* **Work instructions**
Give all the data again exactly.

* **Input for this task**
- - -
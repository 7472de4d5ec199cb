//! Engagement widgets: urgency counters and live-purchase toasts.
//!
//! Everything here is cosmetic. The urgency numbers are deterministic per
//! item id (a seeded generator, so a card shows the same "stock" on every
//! render), while toasts are genuinely random per request.

use rand::Rng;
use rand::seq::IndexedRandom;
use uuid::Uuid;

// =============================================================================
// Seeded generator
// =============================================================================

/// A tiny deterministic generator seeded from a string id.
///
/// FNV-1a over the id seeds a mulberry32-style mixer. Not a statistical
/// RNG; it only has to spread item ids across the display ranges and stay
/// stable between renders.
#[derive(Debug, Clone)]
pub struct SeededRng {
    state: u32,
}

impl SeededRng {
    /// Seed from an item id.
    #[must_use]
    pub fn from_id(id: &str) -> Self {
        let mut hash: u32 = 2_166_136_261;
        for byte in id.bytes() {
            hash ^= u32::from(byte);
            hash = hash.wrapping_mul(16_777_619);
        }
        Self { state: hash }
    }

    /// Next value in `[0, 1)`.
    pub fn next_f64(&mut self) -> f64 {
        self.state = self.state.wrapping_add(0x6D2B_79F5);
        let mut t = (self.state ^ (self.state >> 15)).wrapping_mul(1 | self.state);
        t ^= t.wrapping_add((t ^ (t >> 7)).wrapping_mul(61 | t));
        f64::from(t ^ (t >> 14)) / 4_294_967_296.0
    }

    /// Next integer in `[0, bound)`.
    #[allow(clippy::cast_possible_truncation, clippy::cast_sign_loss)]
    fn next_below(&mut self, bound: u32) -> u32 {
        (self.next_f64() * f64::from(bound)) as u32
    }
}

// =============================================================================
// Urgency counters
// =============================================================================

/// The fake scarcity numbers shown on an item card.
#[derive(Debug, Clone, PartialEq, Eq)]
pub struct UrgencySnapshot {
    /// "X left in stock", 2..=11.
    pub stock_left: u32,
    /// "Y people watching", 5..=34.
    pub watchers: u32,
    /// "Promo ends in mm:ss", 120..=599 seconds.
    pub promo_secs: u32,
}

impl UrgencySnapshot {
    /// Deterministic snapshot for an item id: the same id always produces
    /// the same numbers. Draw order matters for stability across renders.
    #[must_use]
    pub fn for_item(id: &str) -> Self {
        let mut rng = SeededRng::from_id(id);
        let stock_left = (rng.next_below(10) + 2).max(2);
        let watchers = rng.next_below(30) + 5;
        let promo_secs = rng.next_below(8 * 60) + 120;
        Self {
            stock_left,
            watchers,
            promo_secs,
        }
    }

    /// The promo countdown as `mm:ss`.
    #[must_use]
    pub fn promo_clock(&self) -> String {
        format!("{:02}:{:02}", self.promo_secs / 60, self.promo_secs % 60)
    }
}

// =============================================================================
// Live purchase toasts
// =============================================================================

/// Name pool the fake purchases are attributed to.
pub const TOAST_USERS: &[&str] = &[
    "Panyakorn K.",
    "Arthaphan C.",
    "Alisha P.",
    "TK R.",
    "JC W.",
    "Hope T.",
    "Perm S.",
];

/// Toast lifetime before the client fades it out, in milliseconds.
pub const TOAST_LIFETIME_MS: u32 = 5200;

/// A catalog item reduced to what a toast needs.
#[derive(Debug, Clone)]
pub struct PurchasePoolItem {
    pub title: String,
    pub image: Option<String>,
}

/// One invented purchase notification.
#[derive(Debug, Clone)]
pub struct Toast {
    pub id: String,
    pub user_name: String,
    pub item_title: String,
    pub image: Option<String>,
    pub qty: u32,
    pub lifetime_ms: u32,
}

/// Invent a purchase from the pool. Returns `None` for an empty pool.
///
/// Quantity is 1 three times out of four, otherwise 1-3.
#[must_use]
pub fn make_random_toast(pool: &[PurchasePoolItem]) -> Option<Toast> {
    let mut rng = rand::rng();

    let item = pool.choose(&mut rng)?;
    let user_name = TOAST_USERS.choose(&mut rng).copied().unwrap_or("Guest");
    let qty = if rng.random::<f64>() < 0.75 {
        1
    } else {
        rng.random_range(1..=3)
    };

    Some(Toast {
        id: Uuid::new_v4().to_string(),
        user_name: user_name.to_owned(),
        item_title: item.title.clone(),
        image: item.image.clone(),
        qty,
        lifetime_ms: TOAST_LIFETIME_MS,
    })
}

#[cfg(test)]
mod tests {
    use super::*;

    #[test]
    fn test_seeded_rng_is_deterministic() {
        let mut a = SeededRng::from_id("rblx-1029025");
        let mut b = SeededRng::from_id("rblx-1029025");
        for _ in 0..16 {
            let (va, vb) = (a.next_f64(), b.next_f64());
            assert!((va - vb).abs() < f64::EPSILON);
            assert!((0.0..1.0).contains(&va));
        }
    }

    #[test]
    fn test_snapshot_stable_per_id() {
        let first = UrgencySnapshot::for_item("rblx-1");
        let second = UrgencySnapshot::for_item("rblx-1");
        assert_eq!(first, second);
    }

    #[test]
    fn test_snapshot_ranges() {
        for i in 0..200 {
            let snap = UrgencySnapshot::for_item(&format!("item-{i}"));
            assert!((2..=12).contains(&snap.stock_left), "stock {}", snap.stock_left);
            assert!((5..=35).contains(&snap.watchers), "watchers {}", snap.watchers);
            assert!(
                (120..600).contains(&snap.promo_secs),
                "promo {}",
                snap.promo_secs
            );
        }
    }

    #[test]
    fn test_promo_clock_format() {
        let snap = UrgencySnapshot {
            stock_left: 3,
            watchers: 9,
            promo_secs: 125,
        };
        assert_eq!(snap.promo_clock(), "02:05");
    }

    #[test]
    fn test_toast_from_empty_pool_is_none() {
        assert!(make_random_toast(&[]).is_none());
    }

    #[test]
    fn test_toast_fields() {
        let pool = vec![PurchasePoolItem {
            title: "Classic Fedora".to_owned(),
            image: Some("/images/fedora.png".to_owned()),
        }];
        for _ in 0..50 {
            let toast = make_random_toast(&pool).expect("non-empty pool");
            assert_eq!(toast.item_title, "Classic Fedora");
            assert!((1..=3).contains(&toast.qty));
            assert!(TOAST_USERS.contains(&toast.user_name.as_str()));
            assert!(!toast.id.is_empty());
        }
    }
}
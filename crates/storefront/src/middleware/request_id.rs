//! Request ID middleware for request tracing and correlation.
//!
//! Generates a UUID v4 for each request if not provided by an upstream
//! proxy. The request ID is recorded in the current tracing span, tagged
//! onto the Sentry scope, and returned in the response headers.

use axum::{extract::Request, http::HeaderValue, middleware::Next, response::Response};
use tracing::Span;
use uuid::Uuid;

/// The HTTP header name for request IDs.
pub const REQUEST_ID_HEADER: &str = "x-request-id";

/// Middleware that ensures every request has a unique request ID.
///
/// An incoming `x-request-id` header (from a proxy or load balancer) is
/// reused; otherwise a new UUID v4 is generated.
pub async fn request_id_middleware(request: Request, next: Next) -> Response {
    let request_id = request
        .headers()
        .get(REQUEST_ID_HEADER)
        .and_then(|h| h.to_str().ok())
        .map_or_else(|| Uuid::new_v4().to_string(), String::from);

    // Record in current span for structured logging
    Span::current().record("request_id", &request_id);

    // Set in Sentry scope for error correlation
    sentry::configure_scope(|scope| {
        scope.set_tag("request_id", &request_id);
    });

    let mut response = next.run(request).await;

    // Add to response headers so clients can reference the request ID
    if let Ok(value) = HeaderValue::from_str(&request_id) {
        response.headers_mut().insert(REQUEST_ID_HEADER, value);
    }

    response
}
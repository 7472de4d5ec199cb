//! HTTP middleware stack for storefront.
//!
//! # Middleware Order (bottom to top in Router)
//!
//! 1. `TraceLayer` (request tracing)
//! 2. Request ID (add unique ID to each request)
//! 3. Session layer (tower-sessions, in-memory store)

pub mod request_id;
pub mod session;

pub use request_id::request_id_middleware;
pub use session::create_session_layer;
- - -
* **Response to this exercise**
repository 7472de4d5ec199cb
//! Engagement widgets: urgency counters and live-purchase toasts.
//!
//! Everything here is cosmetic. The urgency numbers are deterministic per
//! item id (a seeded generator, so a card shows the same "stock" on every
//! render), while toasts are genuinely random per request.

use rand::Rng;
use rand::seq::IndexedRandom;
use uuid::Uuid;

// =============================================================================
// Seeded generator
// =============================================================================

/// A tiny deterministic generator seeded from a string id.
///
/// FNV-1a over the id seeds a mulberry32-style mixer. Not a statistical
/// RNG; it only has to spread item ids across the display ranges and stay
/// stable between renders.
#[derive(Debug, Clone)]
pub struct SeededRng {
    state: u32,
}

impl SeededRng {
    /// Seed from an item id.
    #[must_use]
    pub fn from_id(id: &str) -> Self {
        let mut hash: u32 = 2_166_136_261;
        for byte in id.bytes() {
            hash ^= u32::from(byte);
            hash = hash.wrapping_mul(16_777_619);
        }
        Self { state: hash }
    }

    /// Next value in `[0, 1)`.
    pub fn next_f64(&mut self) -> f64 {
        self.state = self.state.wrapping_add(0x6D2B_79F5);
        let mut t = (self.state ^ (self.state >> 15)).wrapping_mul(1 | self.state);
        t ^= t.wrapping_add((t ^ (t >> 7)).wrapping_mul(61 | t));
        f64::from(t ^ (t >> 14)) / 4_294_967_296.0
    }

    /// Next integer in `[0, bound)`.
    #[allow(clippy::cast_possible_truncation, clippy::cast_sign_loss)]
    fn next_below(&mut self, bound: u32) -> u32 {
        (self.next_f64() * f64::from(bound)) as u32
    }
}

// =============================================================================
// Urgency counters
// =============================================================================

/// The fake scarcity numbers shown on an item card.
#[derive(Debug, Clone, PartialEq, Eq)]
pub struct UrgencySnapshot {
    /// "X left in stock", 2..=11.
    pub stock_left: u32,
    /// "Y people watching", 5..=34.
    pub watchers: u32,
    /// "Promo ends in mm:ss", 120..=599 seconds.
    pub promo_secs: u32,
}

impl UrgencySnapshot {
    /// Deterministic snapshot for an item id: the same id always produces
    /// the same numbers. Draw order matters for stability across renders.
    #[must_use]
    pub fn for_item(id: &str) -> Self {
        let mut rng = SeededRng::from_id(id);
        let stock_left = (rng.next_below(10) + 2).max(2);
        let watchers = rng.next_below(30) + 5;
        let promo_secs = rng.next_below(8 * 60) + 120;
        Self {
            stock_left,
            watchers,
            promo_secs,
        }
    }

    /// The promo countdown as `mm:ss`.
    #[must_use]
    pub fn promo_clock(&self) -> String {
        format!("{:02}:{:02}", self.promo_secs / 60, self.promo_secs % 60)
    }
}

// =============================================================================
// Live purchase toasts
// =============================================================================

/// Name pool the fake purchases are attributed to.
pub const TOAST_USERS: &[&str] = &[
    "Panyakorn K.",
    "Arthaphan C.",
    "Alisha P.",
    "TK R.",
    "JC W.",
    "Hope T.",
    "Perm S.",
];

/// Toast lifetime before the client fades it out, in milliseconds.
pub const TOAST_LIFETIME_MS: u32 = 5200;

/// A catalog item reduced to what a toast needs.
#[derive(Debug, Clone)]
pub struct PurchasePoolItem {
    pub title: String,
    pub image: Option<String>,
}

/// One invented purchase notification.
#[derive(Debug, Clone)]
pub struct Toast {
    pub id: String,
    pub user_name: String,
    pub item_title: String,
    pub image: Option<String>,
    pub qty: u32,
    pub lifetime_ms: u32,
}

/// Invent a purchase from the pool. Returns `None` for an empty pool.
///
/// Quantity is 1 three times out of four, otherwise 1-3.
#[must_use]
pub fn make_random_toast(pool: &[PurchasePoolItem]) -> Option<Toast> {
    let mut rng = rand::rng();

    let item = pool.choose(&mut rng)?;
    let user_name = TOAST_USERS.choose(&mut rng).copied().unwrap_or("Guest");
    let qty = if rng.random::<f64>() < 0.75 {
        1
    } else {
        rng.random_range(1..=3)
    };

    Some(Toast {
        id: Uuid::new_v4().to_string(),
        user_name: user_name.to_owned(),
        item_title: item.title.clone(),
        image: item.image.clone(),
        qty,
        lifetime_ms: TOAST_LIFETIME_MS,
    })
}

#[cfg(test)]
mod tests {
    use super::*;

    #[test]
    fn test_seeded_rng_is_deterministic() {
        let mut a = SeededRng::from_id("rblx-1029025");
        let mut b = SeededRng::from_id("rblx-1029025");
        for _ in 0..16 {
            let (va, vb) = (a.next_f64(), b.next_f64());
            assert!((va - vb).abs() < f64::EPSILON);
            assert!((0.0..1.0).contains(&va));
        }
    }

    #[test]
    fn test_snapshot_stable_per_id() {
        let first = UrgencySnapshot::for_item("rblx-1");
        let second = UrgencySnapshot::for_item("rblx-1");
        assert_eq!(first, second);
    }

    #[test]
    fn test_snapshot_ranges() {
        for i in 0..200 {
            let snap = UrgencySnapshot::for_item(&format!("item-{i}"));
            assert!((2..=12).contains(&snap.stock_left), "stock {}", snap.stock_left);
            assert!((5..=35).contains(&snap.watchers), "watchers {}", snap.watchers);
            assert!(
                (120..600).contains(&snap.promo_secs),
                "promo {}",
                snap.promo_secs
            );
        }
    }

    #[test]
    fn test_promo_clock_format() {
        let snap = UrgencySnapshot {
            stock_left: 3,
            watchers: 9,
            promo_secs: 125,
        };
        assert_eq!(snap.promo_clock(), "02:05");
    }

    #[test]
    fn test_toast_from_empty_pool_is_none() {
        assert!(make_random_toast(&[]).is_none());
    }

    #[test]
    fn test_toast_fields() {
        let pool = vec![PurchasePoolItem {
            title: "Classic Fedora".to_owned(),
            image: Some("/images/fedora.png".to_owned()),
        }];
        for _ in 0..50 {
            let toast = make_random_toast(&pool).expect("non-empty pool");
            assert_eq!(toast.item_title, "Classic Fedora");
            assert!((1..=3).contains(&toast.qty));
            assert!(TOAST_USERS.contains(&toast.user_name.as_str()));
            assert!(!toast.id.is_empty());
        }
    }
}
filename crates/storefront/src/middleware/request_id.rs
//! Request ID middleware for request tracing and correlation.
//!
//! Generates a UUID v4 for each request if not provided by an upstream
//! proxy. The request ID is recorded in the current tracing span, tagged
//! onto the Sentry scope, and returned in the response headers.

use axum::{extract::Request, http::HeaderValue, middleware::Next, response::Response};
use tracing::Span;
use uuid::Uuid;

/// The HTTP header name for request IDs.
pub const REQUEST_ID_HEADER: &str = "x-request-id";

/// Middleware that ensures every request has a unique request ID.
///
/// An incoming `x-request-id` header (from a proxy or load balancer) is
/// reused; otherwise a new UUID v4 is generated.
pub async fn request_id_middleware(request: Request, next: Next) -> Response {
    let request_id = request
        .headers()
        .get(REQUEST_ID_HEADER)
        .and_then(|h| h.to_str().ok())
        .map_or_else(|| Uuid::new_v4().to_string(), String::from);

    // Record in current span for structured logging
    Span::current().record("request_id", &request_id);

    // Set in Sentry scope for error correlation
    sentry::configure_scope(|scope| {
        scope.set_tag("request_id", &request_id);
    });

    let mut response = next.run(request).await;

    // Add to response headers so clients can reference the request ID
    if let Ok(value) = HeaderValue::from_str(&request_id) {
        response.headers_mut().insert(REQUEST_ID_HEADER, value);
    }

    response
}
repository 7472de4d5ec199cb
//! HTTP middleware stack for storefront.
//!
//! # Middleware Order (bottom to top in Router)
//!
//! 1. `TraceLayer` (request tracing)
//! 2. Request ID (add unique ID to each request)
//! 3. Session layer (tower-sessions, in-memory store)

pub mod request_id;
pub mod session;

pub use request_id::request_id_middleware;
pub use session::create_session_layer;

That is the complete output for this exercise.